Like the Harrises, the Tehans’ initial hook to come to a region they didn’t know was that one of their children had settled here to raise a family. In their case, it was a daughter in Peters. In the process, they also found a place meeting most or all of their retirement goals.
Mr. Tehan, 76, had traveled the country extensively as a businessman, and although he had plenty of positives to say about San Antonio and its people, he noted, “There’s a sense of friendship and willingness and courtesy here that’s peculiar to the Midwest, and that’s not the same, say, as getting off the elevator at 61st Street and Sixth Avenue in New York.”

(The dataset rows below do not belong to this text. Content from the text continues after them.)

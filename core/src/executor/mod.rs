//! Bounded-concurrency dispatch.
//!
//! ```text
//! Vec<TaskDescriptor>
//!   ↓
//! ExecutionEngine::execute()  (duplicate id check, one thunk per task)
//!   ↓
//! run_bounded(thunks, concurrency)  (Semaphore + FuturesUnordered)
//!   ↓   per job: processors → GenerationBackend → CodeExtractor → OutputWriter
//! BatchRun { run_id, results: Vec<JobResult>, total_duration_ms }
//! ```

mod engine;
mod progress;
mod scheduler;
pub mod traits;
pub mod types;

pub use engine::{ExecutionEngine, ExecutionEngineBuilder};
pub use progress::ProgressMonitor;
pub use scheduler::run_bounded;
pub use types::{BatchRun, ExecutionOpts, JobErrorKind, JobResult, DEFAULT_CONCURRENCY};
use thiserror::Error;

/// Batch-level executor errors. Per-job failures never surface here; they are
/// recorded on the job's `JobResult` instead.
#[derive(Error, Debug)]
pub enum ExecutorError {
    #[error("Duplicate task ID: {0}")]
    DuplicateTaskId(String),
}

/// Errors raised while turning a task into a prompt.
#[derive(Error, Debug, Clone)]
pub enum ProcessorError {
    #[error("invalid input: {0}")]
    InvalidInput(String),
}

/// The generation capability failed or returned output that cannot be used.
#[derive(Error, Debug, Clone)]
pub enum ProviderError {
    #[error("request failed: {0}")]
    Request(String),

    #[error("http status {status}: {message}")]
    Http { status: u16, message: String },

    #[error("failed to decode response: {0}")]
    Decode(String),

    #[error("generation returned no content")]
    EmptyResponse,

    #[error("unusable output: {0}")]
    UnusableOutput(String),
}

/// Persisting a job's payload to its destination failed.
#[derive(Error, Debug)]
pub enum WriteError {
    #[error("invalid destination: {0}")]
    InvalidDestination(String),

    #[error("failed to write {destination}: {source}")]
    Io {
        destination: String,
        source: std::io::Error,
    },
}

impl WriteError {
    pub fn io(destination: impl Into<String>, source: std::io::Error) -> Self {
        Self::Io {
            destination: destination.into(),
            source,
        }
    }
}

/// Anything that can fail a single job. Contained at the job boundary and
/// recorded on its `JobResult`.
#[derive(Error, Debug)]
pub enum JobError {
    #[error(transparent)]
    Processor(#[from] ProcessorError),

    #[error(transparent)]
    Provider(#[from] ProviderError),

    #[error(transparent)]
    Write(#[from] WriteError),
}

Friendliness can be a hard thing to measure and get credit for in rankings. When the Milken Institute, a California-based think tank, dropped Pittsburgh this year to 44th among 100 large metro areas as a site for “successful aging” (its last list had us 21st in 2014) it wasn’t because we grew any more ornery as a populace. The institute uses more than 80 measures in compiling its ranking, spanning various factors affecting older adults that are related to education, transportation, employment, community engagement, health care, wellness and financial security.
“We want to commend Pittsburgh. The good news is it’s rich in education, transportation, community engagement and employment,” though it didn’t score as well in 2017 as 2014 on some other issues, said Caroline Servat, a research associate for Milken.
One thing such rankings often fail to measure is the boost older Pennsylvanians get from having the only state lottery in the nation dedicated to assisting them. Though some of its benefits are limited to those meeting income criteria, the lottery revenue can provide help with prescription drug costs, mass transit rides, rent and property tax rebates, and more.
Living Downtown, the Harrises don’t often need those free mass transit rides, but they appreciate having them available when they want them, such as for a trip to an Oakland museum.
They often have friends from Michigan their age who visit and are wowed by the city, easily erased of any skepticism of why the Harrises uprooted themselves from their longtime home to move here. If the active couple had any doubts of their own, they shed them long ago.
“If you’re bored in Pittsburgh, you’re not working very hard,” Mr. Harris pronounced.
Pi+ttsburgh's track record on retirement lists
Pittsburgh often — though not always — places highly on national lists of cities well-suited to retirement living, including the following distinctions:
• Milken Institute ranked it 44th best city for successful aging among 100 large metropolitan areas (down from 21st in 2014).
• U.S. News and World Report designated it one of 10 best places to “retire on a Social Security budget.”
• WalletHub.com placed Pittsburgh 25th among 150 best cities to retire.
• It was the only Northeastern city mentioned on the Forbes list of best retirement places.
• Forbes listed Pittsburgh one of the nation’s best retirement places.
• It was the biggest city mentioned on Money magazine’s “Best Places to Retire 2011” list.
• U.S. News and World Report recommended it as one of 10 best places to retire.
• The book “Retire in Style,” by Warren Bland, placed Pittsburgh tied for seventh among best retirement places in the U.S. and Canada.